**Exercise aim**
Quote the entries below from the line with "tracing::info!(uci = ?query.uci, san" through the line with "run_session_actor_inner(state, cmd_rx, view_tx)", both ends included, and only those lines.

(Saved entries)
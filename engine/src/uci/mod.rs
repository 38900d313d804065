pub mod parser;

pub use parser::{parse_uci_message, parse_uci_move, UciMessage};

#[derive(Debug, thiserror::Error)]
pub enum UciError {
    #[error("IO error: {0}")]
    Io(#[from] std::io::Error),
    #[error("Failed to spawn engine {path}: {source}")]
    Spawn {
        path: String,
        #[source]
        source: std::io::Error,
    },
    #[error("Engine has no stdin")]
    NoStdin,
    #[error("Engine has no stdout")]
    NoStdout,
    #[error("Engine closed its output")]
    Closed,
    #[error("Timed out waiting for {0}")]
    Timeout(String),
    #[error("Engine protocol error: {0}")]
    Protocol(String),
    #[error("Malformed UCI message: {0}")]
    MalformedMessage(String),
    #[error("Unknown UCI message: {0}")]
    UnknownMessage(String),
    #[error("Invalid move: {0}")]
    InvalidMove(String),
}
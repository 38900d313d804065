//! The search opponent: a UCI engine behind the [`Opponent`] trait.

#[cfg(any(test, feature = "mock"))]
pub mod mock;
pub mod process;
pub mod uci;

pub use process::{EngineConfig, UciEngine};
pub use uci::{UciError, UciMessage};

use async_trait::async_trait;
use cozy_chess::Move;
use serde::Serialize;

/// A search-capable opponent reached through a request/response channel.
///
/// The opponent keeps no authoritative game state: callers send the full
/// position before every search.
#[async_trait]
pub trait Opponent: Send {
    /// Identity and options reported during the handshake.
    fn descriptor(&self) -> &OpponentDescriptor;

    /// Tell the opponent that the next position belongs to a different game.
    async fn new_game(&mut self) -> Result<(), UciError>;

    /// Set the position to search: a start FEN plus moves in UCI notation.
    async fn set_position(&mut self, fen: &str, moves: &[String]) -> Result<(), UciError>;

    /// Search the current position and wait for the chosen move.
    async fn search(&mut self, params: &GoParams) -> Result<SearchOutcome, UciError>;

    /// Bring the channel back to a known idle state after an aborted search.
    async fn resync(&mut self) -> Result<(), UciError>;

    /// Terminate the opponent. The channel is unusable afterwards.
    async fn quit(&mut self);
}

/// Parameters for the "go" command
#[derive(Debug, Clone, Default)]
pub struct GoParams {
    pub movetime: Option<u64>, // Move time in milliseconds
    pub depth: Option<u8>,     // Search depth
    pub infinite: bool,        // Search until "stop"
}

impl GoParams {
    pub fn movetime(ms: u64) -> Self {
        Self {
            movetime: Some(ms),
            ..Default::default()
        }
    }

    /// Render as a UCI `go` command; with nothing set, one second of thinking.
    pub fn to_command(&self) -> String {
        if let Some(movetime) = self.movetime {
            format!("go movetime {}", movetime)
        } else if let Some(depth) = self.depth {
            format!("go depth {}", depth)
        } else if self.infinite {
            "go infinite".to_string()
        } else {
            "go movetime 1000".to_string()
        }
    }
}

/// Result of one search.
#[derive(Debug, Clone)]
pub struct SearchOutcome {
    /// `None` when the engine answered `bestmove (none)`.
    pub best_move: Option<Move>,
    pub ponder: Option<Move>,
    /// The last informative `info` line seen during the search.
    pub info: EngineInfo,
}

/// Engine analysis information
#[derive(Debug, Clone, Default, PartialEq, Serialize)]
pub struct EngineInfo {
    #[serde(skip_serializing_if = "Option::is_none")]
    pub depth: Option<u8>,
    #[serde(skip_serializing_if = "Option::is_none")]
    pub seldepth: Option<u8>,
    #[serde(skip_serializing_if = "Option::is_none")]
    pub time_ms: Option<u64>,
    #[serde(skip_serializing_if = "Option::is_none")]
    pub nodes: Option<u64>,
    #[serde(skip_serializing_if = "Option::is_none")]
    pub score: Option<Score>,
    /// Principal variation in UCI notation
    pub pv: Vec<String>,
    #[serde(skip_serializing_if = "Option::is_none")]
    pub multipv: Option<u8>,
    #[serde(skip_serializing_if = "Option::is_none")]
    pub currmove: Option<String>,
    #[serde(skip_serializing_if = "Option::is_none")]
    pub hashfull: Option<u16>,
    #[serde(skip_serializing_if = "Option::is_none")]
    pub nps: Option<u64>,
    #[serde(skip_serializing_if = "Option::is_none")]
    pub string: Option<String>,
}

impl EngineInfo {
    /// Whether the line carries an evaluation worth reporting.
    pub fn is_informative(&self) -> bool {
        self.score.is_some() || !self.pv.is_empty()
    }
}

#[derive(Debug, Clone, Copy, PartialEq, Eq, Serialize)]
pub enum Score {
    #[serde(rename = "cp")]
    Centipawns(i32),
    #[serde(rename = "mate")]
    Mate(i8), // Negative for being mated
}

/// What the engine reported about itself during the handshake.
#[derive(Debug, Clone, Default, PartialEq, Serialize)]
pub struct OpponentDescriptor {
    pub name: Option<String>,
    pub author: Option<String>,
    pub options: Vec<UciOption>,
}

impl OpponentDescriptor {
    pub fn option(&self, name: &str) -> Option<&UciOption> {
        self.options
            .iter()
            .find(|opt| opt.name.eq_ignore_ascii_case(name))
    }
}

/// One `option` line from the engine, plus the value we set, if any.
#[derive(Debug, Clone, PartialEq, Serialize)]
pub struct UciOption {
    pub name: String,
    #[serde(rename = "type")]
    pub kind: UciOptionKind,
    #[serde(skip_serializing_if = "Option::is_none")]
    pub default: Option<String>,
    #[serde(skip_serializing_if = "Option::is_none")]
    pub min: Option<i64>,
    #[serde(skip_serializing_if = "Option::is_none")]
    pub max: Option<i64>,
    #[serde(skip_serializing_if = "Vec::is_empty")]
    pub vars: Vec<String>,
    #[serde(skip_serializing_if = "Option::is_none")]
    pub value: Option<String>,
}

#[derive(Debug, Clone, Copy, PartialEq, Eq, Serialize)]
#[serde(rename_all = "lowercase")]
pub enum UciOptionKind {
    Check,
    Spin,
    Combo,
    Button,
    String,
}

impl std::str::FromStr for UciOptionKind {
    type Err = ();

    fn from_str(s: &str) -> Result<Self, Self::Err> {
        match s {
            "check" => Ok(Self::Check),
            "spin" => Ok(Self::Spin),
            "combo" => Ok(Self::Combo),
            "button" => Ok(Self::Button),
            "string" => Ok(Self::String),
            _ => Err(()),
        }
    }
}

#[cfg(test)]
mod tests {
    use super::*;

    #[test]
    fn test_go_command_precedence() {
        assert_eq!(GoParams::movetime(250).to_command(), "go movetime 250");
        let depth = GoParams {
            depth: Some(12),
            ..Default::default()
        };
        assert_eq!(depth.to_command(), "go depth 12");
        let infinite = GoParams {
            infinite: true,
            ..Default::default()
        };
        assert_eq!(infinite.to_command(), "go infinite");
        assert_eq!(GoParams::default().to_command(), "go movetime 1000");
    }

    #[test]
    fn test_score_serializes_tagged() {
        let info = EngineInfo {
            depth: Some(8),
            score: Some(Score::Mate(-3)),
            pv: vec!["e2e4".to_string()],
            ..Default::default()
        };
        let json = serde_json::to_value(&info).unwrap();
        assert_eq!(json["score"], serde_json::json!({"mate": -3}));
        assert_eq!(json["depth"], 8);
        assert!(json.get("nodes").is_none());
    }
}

...

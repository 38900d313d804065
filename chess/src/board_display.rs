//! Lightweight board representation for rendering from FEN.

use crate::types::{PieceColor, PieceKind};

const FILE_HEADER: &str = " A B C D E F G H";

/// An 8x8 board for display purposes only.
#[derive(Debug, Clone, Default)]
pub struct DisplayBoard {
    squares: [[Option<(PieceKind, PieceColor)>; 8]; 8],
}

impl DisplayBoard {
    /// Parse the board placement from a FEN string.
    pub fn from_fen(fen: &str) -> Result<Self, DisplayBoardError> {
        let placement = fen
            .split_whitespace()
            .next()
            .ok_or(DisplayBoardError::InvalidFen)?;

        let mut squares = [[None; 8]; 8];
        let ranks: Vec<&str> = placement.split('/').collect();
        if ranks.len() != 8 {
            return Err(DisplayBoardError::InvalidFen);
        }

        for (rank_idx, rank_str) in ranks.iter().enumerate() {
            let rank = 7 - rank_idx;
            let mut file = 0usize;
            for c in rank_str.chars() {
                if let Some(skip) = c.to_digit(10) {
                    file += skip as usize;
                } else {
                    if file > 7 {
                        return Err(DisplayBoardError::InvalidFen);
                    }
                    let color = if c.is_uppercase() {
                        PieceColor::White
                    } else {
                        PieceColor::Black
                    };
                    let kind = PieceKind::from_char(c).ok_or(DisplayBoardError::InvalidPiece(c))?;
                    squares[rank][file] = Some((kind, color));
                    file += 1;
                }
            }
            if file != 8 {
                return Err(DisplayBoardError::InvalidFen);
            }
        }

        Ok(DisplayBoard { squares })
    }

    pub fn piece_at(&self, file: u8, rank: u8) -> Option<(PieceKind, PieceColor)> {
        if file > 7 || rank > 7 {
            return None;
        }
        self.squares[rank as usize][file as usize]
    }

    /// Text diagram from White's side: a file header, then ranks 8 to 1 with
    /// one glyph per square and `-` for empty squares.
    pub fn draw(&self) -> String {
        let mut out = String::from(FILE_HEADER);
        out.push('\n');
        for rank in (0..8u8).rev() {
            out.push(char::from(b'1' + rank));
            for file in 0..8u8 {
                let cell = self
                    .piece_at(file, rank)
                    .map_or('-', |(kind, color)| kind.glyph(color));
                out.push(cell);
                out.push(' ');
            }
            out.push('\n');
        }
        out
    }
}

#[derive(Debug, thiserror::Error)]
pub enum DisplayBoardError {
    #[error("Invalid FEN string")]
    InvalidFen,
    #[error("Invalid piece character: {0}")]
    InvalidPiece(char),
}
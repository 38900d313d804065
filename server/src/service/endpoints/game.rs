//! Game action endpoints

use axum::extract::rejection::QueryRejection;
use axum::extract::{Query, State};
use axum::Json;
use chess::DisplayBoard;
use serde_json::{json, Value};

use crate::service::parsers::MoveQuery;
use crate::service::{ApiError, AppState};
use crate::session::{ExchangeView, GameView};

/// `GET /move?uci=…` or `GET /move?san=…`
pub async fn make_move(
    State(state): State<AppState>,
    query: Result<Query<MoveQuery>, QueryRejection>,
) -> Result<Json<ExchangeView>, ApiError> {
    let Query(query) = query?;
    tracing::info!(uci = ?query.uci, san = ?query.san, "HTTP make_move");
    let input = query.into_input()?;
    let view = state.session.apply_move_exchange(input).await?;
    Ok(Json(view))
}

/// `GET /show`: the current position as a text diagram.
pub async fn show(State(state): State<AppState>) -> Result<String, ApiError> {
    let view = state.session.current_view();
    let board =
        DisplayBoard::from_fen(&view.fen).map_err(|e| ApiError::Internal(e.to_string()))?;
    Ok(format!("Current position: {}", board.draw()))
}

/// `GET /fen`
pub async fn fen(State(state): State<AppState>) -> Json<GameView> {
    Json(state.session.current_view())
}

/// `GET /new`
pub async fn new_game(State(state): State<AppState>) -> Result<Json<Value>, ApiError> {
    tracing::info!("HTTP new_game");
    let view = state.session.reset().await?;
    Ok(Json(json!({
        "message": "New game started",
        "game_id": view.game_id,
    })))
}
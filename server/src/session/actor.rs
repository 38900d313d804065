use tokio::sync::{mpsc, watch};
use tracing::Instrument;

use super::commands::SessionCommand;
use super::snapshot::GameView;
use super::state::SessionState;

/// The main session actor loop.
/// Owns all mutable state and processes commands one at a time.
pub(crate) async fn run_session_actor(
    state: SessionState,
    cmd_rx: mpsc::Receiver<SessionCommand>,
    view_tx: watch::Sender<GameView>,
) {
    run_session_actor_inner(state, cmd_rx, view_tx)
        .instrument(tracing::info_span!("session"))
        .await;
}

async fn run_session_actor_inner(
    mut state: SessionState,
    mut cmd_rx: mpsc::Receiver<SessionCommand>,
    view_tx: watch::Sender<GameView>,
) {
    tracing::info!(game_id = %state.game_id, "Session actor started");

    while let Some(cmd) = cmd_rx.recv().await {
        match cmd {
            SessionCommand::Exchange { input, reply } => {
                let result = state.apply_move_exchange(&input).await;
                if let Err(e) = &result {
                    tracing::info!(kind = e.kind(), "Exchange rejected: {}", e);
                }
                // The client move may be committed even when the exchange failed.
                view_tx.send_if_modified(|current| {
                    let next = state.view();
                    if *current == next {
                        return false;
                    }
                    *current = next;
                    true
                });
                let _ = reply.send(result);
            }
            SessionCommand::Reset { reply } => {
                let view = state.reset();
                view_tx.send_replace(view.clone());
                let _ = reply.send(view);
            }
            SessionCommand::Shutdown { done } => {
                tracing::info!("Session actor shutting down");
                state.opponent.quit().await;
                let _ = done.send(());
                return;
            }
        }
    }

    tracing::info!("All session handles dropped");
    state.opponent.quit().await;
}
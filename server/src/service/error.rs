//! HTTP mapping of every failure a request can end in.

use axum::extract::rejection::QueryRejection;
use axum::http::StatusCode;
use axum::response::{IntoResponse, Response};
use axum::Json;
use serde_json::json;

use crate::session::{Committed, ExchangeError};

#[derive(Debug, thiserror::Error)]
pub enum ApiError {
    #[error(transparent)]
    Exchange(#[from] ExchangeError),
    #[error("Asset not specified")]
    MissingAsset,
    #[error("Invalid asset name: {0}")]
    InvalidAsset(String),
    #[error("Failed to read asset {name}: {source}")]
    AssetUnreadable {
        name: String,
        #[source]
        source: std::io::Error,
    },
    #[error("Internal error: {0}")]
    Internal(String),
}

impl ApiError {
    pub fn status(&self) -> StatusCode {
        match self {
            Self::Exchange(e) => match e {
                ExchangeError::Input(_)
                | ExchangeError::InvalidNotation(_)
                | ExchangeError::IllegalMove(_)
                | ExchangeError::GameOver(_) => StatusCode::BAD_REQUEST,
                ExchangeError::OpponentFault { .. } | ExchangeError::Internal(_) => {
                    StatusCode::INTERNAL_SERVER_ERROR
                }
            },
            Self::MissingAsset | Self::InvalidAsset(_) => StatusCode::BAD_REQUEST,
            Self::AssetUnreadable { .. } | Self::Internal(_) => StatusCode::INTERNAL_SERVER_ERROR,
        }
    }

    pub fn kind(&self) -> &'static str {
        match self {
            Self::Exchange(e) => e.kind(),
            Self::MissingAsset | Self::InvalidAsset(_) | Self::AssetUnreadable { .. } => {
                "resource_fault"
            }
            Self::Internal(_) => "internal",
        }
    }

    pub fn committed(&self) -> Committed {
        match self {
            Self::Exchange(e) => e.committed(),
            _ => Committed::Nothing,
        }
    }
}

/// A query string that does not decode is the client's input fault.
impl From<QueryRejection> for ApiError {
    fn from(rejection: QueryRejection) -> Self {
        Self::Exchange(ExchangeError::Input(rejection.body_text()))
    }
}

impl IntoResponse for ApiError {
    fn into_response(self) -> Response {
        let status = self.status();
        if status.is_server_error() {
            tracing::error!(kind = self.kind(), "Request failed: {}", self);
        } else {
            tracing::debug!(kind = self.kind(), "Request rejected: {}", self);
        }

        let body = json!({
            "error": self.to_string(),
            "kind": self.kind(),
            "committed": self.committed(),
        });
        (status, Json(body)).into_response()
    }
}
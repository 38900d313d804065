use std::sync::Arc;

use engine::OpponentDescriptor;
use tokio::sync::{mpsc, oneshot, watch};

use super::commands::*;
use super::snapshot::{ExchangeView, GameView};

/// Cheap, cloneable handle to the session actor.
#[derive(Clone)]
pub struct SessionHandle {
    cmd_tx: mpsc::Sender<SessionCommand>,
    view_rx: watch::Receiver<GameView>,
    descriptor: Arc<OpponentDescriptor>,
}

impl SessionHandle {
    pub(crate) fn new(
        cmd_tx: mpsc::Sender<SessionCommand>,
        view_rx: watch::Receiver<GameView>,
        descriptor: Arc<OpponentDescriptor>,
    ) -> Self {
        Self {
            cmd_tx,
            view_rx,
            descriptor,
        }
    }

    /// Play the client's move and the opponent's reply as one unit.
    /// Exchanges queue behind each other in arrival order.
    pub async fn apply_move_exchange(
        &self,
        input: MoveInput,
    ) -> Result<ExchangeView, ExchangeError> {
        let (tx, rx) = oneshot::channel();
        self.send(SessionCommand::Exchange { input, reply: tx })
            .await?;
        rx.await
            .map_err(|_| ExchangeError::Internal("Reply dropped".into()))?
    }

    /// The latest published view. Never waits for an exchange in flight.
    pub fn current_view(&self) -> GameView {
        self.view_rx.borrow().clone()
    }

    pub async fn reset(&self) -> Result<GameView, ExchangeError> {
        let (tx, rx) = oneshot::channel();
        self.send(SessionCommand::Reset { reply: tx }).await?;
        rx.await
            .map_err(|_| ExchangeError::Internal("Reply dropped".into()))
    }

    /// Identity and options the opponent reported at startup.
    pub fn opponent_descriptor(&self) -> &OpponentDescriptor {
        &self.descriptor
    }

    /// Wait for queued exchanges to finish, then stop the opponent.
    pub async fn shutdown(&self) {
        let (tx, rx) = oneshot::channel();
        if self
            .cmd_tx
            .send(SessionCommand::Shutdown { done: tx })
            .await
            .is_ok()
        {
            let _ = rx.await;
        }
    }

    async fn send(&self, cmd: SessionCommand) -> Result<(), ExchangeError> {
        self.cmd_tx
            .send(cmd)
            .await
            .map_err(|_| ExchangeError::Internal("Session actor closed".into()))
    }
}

...

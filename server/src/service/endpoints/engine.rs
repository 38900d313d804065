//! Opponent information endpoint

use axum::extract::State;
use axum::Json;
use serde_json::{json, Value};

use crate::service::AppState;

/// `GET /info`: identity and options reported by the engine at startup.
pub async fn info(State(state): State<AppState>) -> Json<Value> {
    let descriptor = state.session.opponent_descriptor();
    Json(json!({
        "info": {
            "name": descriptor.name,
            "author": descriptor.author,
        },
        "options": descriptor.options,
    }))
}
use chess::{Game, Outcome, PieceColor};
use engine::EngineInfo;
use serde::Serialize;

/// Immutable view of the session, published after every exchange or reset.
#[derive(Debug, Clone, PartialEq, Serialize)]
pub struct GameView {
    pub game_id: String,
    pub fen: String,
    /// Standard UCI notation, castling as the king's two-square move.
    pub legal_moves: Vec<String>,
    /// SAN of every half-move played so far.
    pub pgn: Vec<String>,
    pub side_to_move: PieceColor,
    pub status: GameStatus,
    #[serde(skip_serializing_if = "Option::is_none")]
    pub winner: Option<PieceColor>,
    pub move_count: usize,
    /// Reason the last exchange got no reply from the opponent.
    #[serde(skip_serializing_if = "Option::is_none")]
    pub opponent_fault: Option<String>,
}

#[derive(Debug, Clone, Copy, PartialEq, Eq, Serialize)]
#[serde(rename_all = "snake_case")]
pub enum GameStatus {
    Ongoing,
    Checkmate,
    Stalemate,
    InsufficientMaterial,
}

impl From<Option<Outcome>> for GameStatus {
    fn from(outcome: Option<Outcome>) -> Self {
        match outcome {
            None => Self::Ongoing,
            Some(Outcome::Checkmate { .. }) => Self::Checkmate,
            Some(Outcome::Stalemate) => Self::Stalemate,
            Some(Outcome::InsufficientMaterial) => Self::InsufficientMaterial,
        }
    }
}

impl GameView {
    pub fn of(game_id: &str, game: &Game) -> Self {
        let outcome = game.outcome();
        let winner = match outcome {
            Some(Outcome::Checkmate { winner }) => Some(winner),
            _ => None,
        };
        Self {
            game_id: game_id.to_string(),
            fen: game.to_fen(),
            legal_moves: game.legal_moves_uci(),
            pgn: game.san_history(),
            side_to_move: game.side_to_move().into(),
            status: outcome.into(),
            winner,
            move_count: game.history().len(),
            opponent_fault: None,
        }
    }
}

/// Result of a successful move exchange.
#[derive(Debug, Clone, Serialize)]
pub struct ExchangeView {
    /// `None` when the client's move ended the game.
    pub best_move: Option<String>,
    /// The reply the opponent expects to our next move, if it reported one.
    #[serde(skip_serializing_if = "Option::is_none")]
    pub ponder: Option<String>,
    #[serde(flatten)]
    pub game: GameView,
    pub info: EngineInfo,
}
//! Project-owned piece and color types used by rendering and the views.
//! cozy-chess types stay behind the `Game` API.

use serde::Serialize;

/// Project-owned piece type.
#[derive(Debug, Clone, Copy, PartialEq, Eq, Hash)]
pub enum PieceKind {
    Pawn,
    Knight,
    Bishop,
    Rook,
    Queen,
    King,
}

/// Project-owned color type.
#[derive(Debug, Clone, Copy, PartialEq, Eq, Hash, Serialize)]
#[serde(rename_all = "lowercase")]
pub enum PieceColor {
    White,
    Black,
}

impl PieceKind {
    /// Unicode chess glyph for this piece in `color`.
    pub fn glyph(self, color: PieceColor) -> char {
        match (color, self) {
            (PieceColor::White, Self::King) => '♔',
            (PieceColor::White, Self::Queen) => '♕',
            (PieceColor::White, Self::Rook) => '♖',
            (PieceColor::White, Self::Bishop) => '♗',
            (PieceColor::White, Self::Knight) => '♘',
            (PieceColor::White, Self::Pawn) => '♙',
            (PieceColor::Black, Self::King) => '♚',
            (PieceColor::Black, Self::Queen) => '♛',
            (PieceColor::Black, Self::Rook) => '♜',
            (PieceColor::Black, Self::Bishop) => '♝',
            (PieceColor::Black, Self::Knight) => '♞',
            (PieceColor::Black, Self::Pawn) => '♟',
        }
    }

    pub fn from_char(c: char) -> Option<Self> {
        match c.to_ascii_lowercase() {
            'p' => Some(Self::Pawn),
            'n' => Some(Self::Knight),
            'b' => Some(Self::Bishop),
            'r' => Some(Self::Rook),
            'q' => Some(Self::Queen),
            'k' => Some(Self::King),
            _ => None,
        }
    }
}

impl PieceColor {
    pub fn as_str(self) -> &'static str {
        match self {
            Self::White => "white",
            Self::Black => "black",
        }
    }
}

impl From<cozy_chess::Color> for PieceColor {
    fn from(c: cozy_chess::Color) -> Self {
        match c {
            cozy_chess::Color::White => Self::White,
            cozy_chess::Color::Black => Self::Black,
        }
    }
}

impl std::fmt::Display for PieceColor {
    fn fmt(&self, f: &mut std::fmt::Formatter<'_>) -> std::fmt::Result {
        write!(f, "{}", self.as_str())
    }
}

**Output below**
    tracing::info!(uci = ?query.uci, san = ?query.san, "HTTP make_move");
    let input = query.into_input()?;
    let view = state.session.apply_move_exchange(input).await?;
    Ok(Json(view))
}

/// `GET /show`: the current position as a text diagram.
pub async fn show(State(state): State<AppState>) -> Result<String, ApiError> {
    let view = state.session.current_view();
    let board =
        DisplayBoard::from_fen(&view.fen).map_err(|e| ApiError::Internal(e.to_string()))?;
    Ok(format!("Current position: {}", board.draw()))
}

/// `GET /fen`
pub async fn fen(State(state): State<AppState>) -> Json<GameView> {
    Json(state.session.current_view())
}

/// `GET /new`
pub async fn new_game(State(state): State<AppState>) -> Result<Json<Value>, ApiError> {
    tracing::info!("HTTP new_game");
    let view = state.session.reset().await?;
    Ok(Json(json!({
        "message": "New game started",
        "game_id": view.game_id,
    })))
}
filename server/src/session/actor.rs
repository 38900d313d804065
use tokio::sync::{mpsc, watch};
use tracing::Instrument;

use super::commands::SessionCommand;
use super::snapshot::GameView;
use super::state::SessionState;

/// The main session actor loop.
/// Owns all mutable state and processes commands one at a time.
pub(crate) async fn run_session_actor(
    state: SessionState,
    cmd_rx: mpsc::Receiver<SessionCommand>,
    view_tx: watch::Sender<GameView>,
) {
    run_session_actor_inner(state, cmd_rx, view_tx)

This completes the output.